= Robin Melanie Leacock =

American film director

Robin Melanie Leacock (Robin Baker Leacock) is a documentary filmmaker who directed It Girls, "A Passion For Giving", "I'll Take Manhattan", "Stella is 95" & "Stella & Co: A Romantic Musical Comedy About Aging".

"It Girls" is a documentary film about fashion that aired nationally in the U.S. on April 2 and 7, 2002. "A Passion For Giving" is a documentary film about philanthropy, focusing on various charities and the simple gesture of helping others.
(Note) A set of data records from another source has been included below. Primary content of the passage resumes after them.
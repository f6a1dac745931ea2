use crate::models::{Marketplace, PatchTarget, PreflightResult, ValidationIssue};
use crate::preflight::{FixMode, FormFields, PreflightValidator, ValidationContext};
use async_trait::async_trait;
use serde::{Deserialize, Serialize};
use serde_json::Value;
use serde_with::skip_serializing_none;
use std::collections::BTreeSet;
use std::sync::Arc;
use thiserror::Error;
use tracing::info;

#[derive(Debug, Clone, Copy, Serialize, Deserialize, Default, PartialEq, Eq)]
#[serde(rename_all = "snake_case")]
pub enum ModalState {
    #[default]
    Idle,
    Validating,
    Ready,
    Fixes,
    Listing,
}

impl ModalState {
    /// The transition table. Everything may close back to `Idle`; `Listing`
    /// additionally returns to the pre-dispatch `Ready`/`Fixes` on partial
    /// failure.
    fn allows(self, next: ModalState) -> bool {
        use ModalState::*;
        matches!(
            (self, next),
            (Idle, Validating)
                | (Validating, Ready)
                | (Validating, Fixes)
                | (Ready, Validating)
                | (Fixes, Validating)
                | (Ready, Listing)
                | (Fixes, Listing)
                | (Listing, Idle)
                | (Listing, Ready)
                | (Listing, Fixes)
                | (Validating, Idle)
                | (Ready, Idle)
                | (Fixes, Idle)
        )
    }
}

#[derive(Debug, Clone, Copy, Serialize, Deserialize, Default, PartialEq, Eq)]
#[serde(rename_all = "snake_case")]
pub enum AutoFillMode {
    #[default]
    Auto,
    Manual,
}

#[derive(Debug, Error)]
pub enum ControllerError {
    #[error("illegal transition {from:?} -> {to:?}")]
    IllegalTransition { from: ModalState, to: ModalState },
    #[error("the listing flow is not open")]
    NotOpen,
}

/// Cheap gate run before the expensive validator ever starts.
#[derive(Debug, Clone, Serialize, Default)]
pub struct GateReport {
    pub failures: Vec<String>,
}

impl GateReport {
    pub fn passed(&self) -> bool {
        self.failures.is_empty()
    }
}

#[skip_serializing_none]
#[derive(Debug, Clone, Serialize)]
pub struct SmartListingSession {
    pub modal_open: bool,
    pub modal_state: ModalState,
    pub selected_marketplaces: BTreeSet<Marketplace>,
    pub auto_fill: AutoFillMode,
    pub preflight: Option<PreflightResult>,
}

impl Default for SmartListingSession {
    fn default() -> Self {
        Self {
            modal_open: false,
            modal_state: ModalState::Idle,
            selected_marketplaces: BTreeSet::new(),
            auto_fill: AutoFillMode::Auto,
            preflight: None,
        }
    }
}

/// The external per-marketplace dispatch the controller sequences. The
/// controller owns no listing rules of its own.
#[async_trait]
pub trait SubmitHandler: Send + Sync {
    async fn submit(&self, item_id: &str, marketplace: Marketplace) -> Result<(), String>;
}

pub type SuccessCallback = Box<dyn Fn(&[Marketplace]) + Send + Sync>;

#[derive(Debug, Clone, Serialize, Default)]
pub struct ListNowOutcome {
    pub listed: Vec<Marketplace>,
    pub failed: Vec<(Marketplace, String)>,
}

/// Sequences validate → fix → list for one item. All business rules live in
/// the validator and the submit handler; this only owns the session.
pub struct SmartListingController {
    item_id: String,
    validator: PreflightValidator,
    submit: Arc<dyn SubmitHandler>,
    on_success: Option<SuccessCallback>,
    forms: ValidationContext,
    session: SmartListingSession,
}

impl SmartListingController {
    pub fn new(
        item_id: impl Into<String>,
        forms: ValidationContext,
        validator: PreflightValidator,
        submit: Arc<dyn SubmitHandler>,
    ) -> Self {
        let selected = forms.selected.iter().copied().collect();
        Self {
            item_id: item_id.into(),
            validator,
            submit,
            on_success: None,
            forms,
            session: SmartListingSession {
                selected_marketplaces: selected,
                ..Default::default()
            },
        }
    }

    pub fn on_success(mut self, callback: SuccessCallback) -> Self {
        self.on_success = Some(callback);
        self
    }

    pub fn session(&self) -> &SmartListingSession {
        &self.session
    }

    pub fn forms(&self) -> &ValidationContext {
        &self.forms
    }

    fn transition(&mut self, to: ModalState) -> Result<(), ControllerError> {
        let from = self.session.modal_state;
        if !from.allows(to) {
            return Err(ControllerError::IllegalTransition { from, to });
        }
        self.session.modal_state = to;
        Ok(())
    }

    /// Title, condition, and a positive price must be present before the
    /// validator is worth running. A failed gate leaves the session `Idle`.
    pub fn gate(&self) -> GateReport {
        let mut report = GateReport::default();
        if self
            .forms
            .general
            .str_field("title")
            .is_none_or(|title| title.trim().is_empty())
        {
            report.failures.push("title is required".to_string());
        }
        if self
            .forms
            .general
            .str_field("condition")
            .is_none_or(|condition| condition.trim().is_empty())
        {
            report.failures.push("condition is required".to_string());
        }
        if self
            .forms
            .general
            .f64_field("price")
            .is_none_or(|price| price <= 0.0)
        {
            report.failures.push("price must be positive".to_string());
        }
        report
    }

    pub fn open_modal(&mut self) -> GateReport {
        let report = self.gate();
        if report.passed() {
            self.session.modal_open = true;
        }
        report
    }

    pub fn close_modal(&mut self) {
        self.session = SmartListingSession::default();
    }

    /// Pure session mutation; no re-validation.
    pub fn toggle_marketplace(&mut self, marketplace: Marketplace) {
        if !self.session.selected_marketplaces.remove(&marketplace) {
            self.session.selected_marketplaces.insert(marketplace);
        }
    }

    /// Pure session mutation; no re-validation.
    pub fn toggle_auto_fill(&mut self) {
        self.session.auto_fill = match self.session.auto_fill {
            AutoFillMode::Auto => AutoFillMode::Manual,
            AutoFillMode::Manual => AutoFillMode::Auto,
        };
    }

    /// Runs the gate and then the validator, landing in `Ready` or `Fixes`.
    pub async fn handle_start_listing(&mut self) -> Result<GateReport, ControllerError> {
        if !self.session.modal_open {
            return Err(ControllerError::NotOpen);
        }
        let report = self.gate();
        if !report.passed() {
            return Ok(report);
        }
        self.transition(ModalState::Validating)?;
        let result = self.run_validation().await;
        let next = if result.is_clean() {
            ModalState::Ready
        } else {
            ModalState::Fixes
        };
        self.session.preflight = Some(result);
        self.transition(next)?;
        Ok(report)
    }

    /// One validator pass in the session's fill mode. When auto-fill applied
    /// patches, a second surface-mode pass re-reads the patched forms, so the
    /// published result reflects them without the validator ever re-entering
    /// itself.
    async fn run_validation(&mut self) -> PreflightResult {
        self.forms.selected = self.session.selected_marketplaces.iter().copied().collect();
        let mode = match self.session.auto_fill {
            AutoFillMode::Auto => FixMode::ApplyHighConfidence,
            AutoFillMode::Manual => FixMode::Surface,
        };
        let mut patches: Vec<(ValidationIssue, Value)> = Vec::new();
        let result = self
            .validator
            .run(&self.forms, mode, &mut |issue| {
                if let Some(value) = issue.suggested_value.clone() {
                    patches.push((issue.clone(), value));
                }
            })
            .await;
        if patches.is_empty() {
            return result;
        }
        for (issue, value) in patches {
            self.apply_fix_only(&issue, value);
        }
        self.validator
            .run(&self.forms, FixMode::Surface, &mut |_| {})
            .await
    }

    /// Patches the target form directly. No re-validation here: re-running
    /// the validator is the caller's responsibility, which is what keeps
    /// apply-only mode from recursing.
    pub fn apply_fix_only(&mut self, issue: &ValidationIssue, value: Value) {
        let form = match issue.patch_target {
            PatchTarget::General => &mut self.forms.general,
            PatchTarget::Marketplace => self
                .forms
                .marketplace_forms
                .entry(issue.marketplace)
                .or_insert_with(FormFields::new),
        };
        if let Some(pair) = structured_pair(&value)
            && issue.field.contains("category")
        {
            form.set(&issue.field, Value::String(pair.label));
            form.set(&format!("{}_id", issue.field), pair.id);
            return;
        }
        form.set(&issue.field, value);
    }

    /// User-triggered single-fix path: patch, let the host commit the state
    /// update on the next scheduling tick, then re-validate and republish.
    pub async fn handle_apply_fix(
        &mut self,
        issue: &ValidationIssue,
        value: Value,
    ) -> Result<(), ControllerError> {
        self.apply_fix_only(issue, value);
        tokio::task::yield_now().await;
        self.transition(ModalState::Validating)?;
        let result = self.run_validation().await;
        let next = if result.is_clean() {
            ModalState::Ready
        } else {
            ModalState::Fixes
        };
        self.session.preflight = Some(result);
        self.transition(next)?;
        Ok(())
    }

    /// Sequential dispatch to the submit handler. All-success resets the
    /// session and fires the success callback with exactly the listed
    /// marketplaces; any failure restores the pre-dispatch state with
    /// selections and issues intact, and nothing already listed is rolled
    /// back.
    pub async fn handle_list_now(
        &mut self,
        marketplaces: Option<Vec<Marketplace>>,
    ) -> Result<ListNowOutcome, ControllerError> {
        let targets = marketplaces.unwrap_or_else(|| match &self.session.preflight {
            Some(result) => result.ready.clone(),
            None => self.session.selected_marketplaces.iter().copied().collect(),
        });
        let prior = self.session.modal_state;
        self.transition(ModalState::Listing)?;

        let mut outcome = ListNowOutcome::default();
        for marketplace in targets {
            match self.submit.submit(&self.item_id, marketplace).await {
                Ok(()) => outcome.listed.push(marketplace),
                Err(error) => outcome.failed.push((marketplace, error)),
            }
        }

        if outcome.failed.is_empty() && !outcome.listed.is_empty() {
            info!(
                target = "crosslist.controller",
                item = %self.item_id,
                listed = outcome.listed.len(),
                "listing flow completed"
            );
            self.transition(ModalState::Idle)?;
            self.session.modal_open = false;
            self.session.selected_marketplaces.clear();
            self.session.preflight = None;
            if let Some(callback) = &self.on_success {
                callback(&outcome.listed);
            }
        } else {
            self.transition(prior)?;
        }
        Ok(outcome)
    }
}

struct StructuredPair {
    id: Value,
    label: String,
}

/// Detects `{id, label}` values produced by pickers.
fn structured_pair(value: &Value) -> Option<StructuredPair> {
    let object = value.as_object()?;
    let id = object.get("id")?.clone();
    let label = object.get("label")?.as_str()?.to_string();
    Some(StructuredPair { id, label })
}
It aired in the fall of 2009 on PBS. I'll Take Manhattan is a comedy about Native Americans and Wall Street. "Stella is 95" is a charming documentary about Robin's Mother, the extremely charismatic and brilliant 95 year old Estelle Craig. "Stella is 95" aired nationally on PBS in 2011. "Stella & Co: A Romantic Musical Comedy About Aging" is a documentary about the wonders of aging featuring then 103 year old Estelle Craig and other special guests all above the age of 80, airing nationally on PBS in 2020.

Robin Baker Leacock is currently publishing two books, "This Mysterious Place Known As MORTIMERS" & "RADIANCE: WORTH RE-IMAGINED".

==Family==
Robin Melanie Leacock, the daughter-in-law of cinema verite pioneer Richard Leacock, is married to the director and cinematographer Robert Leacock.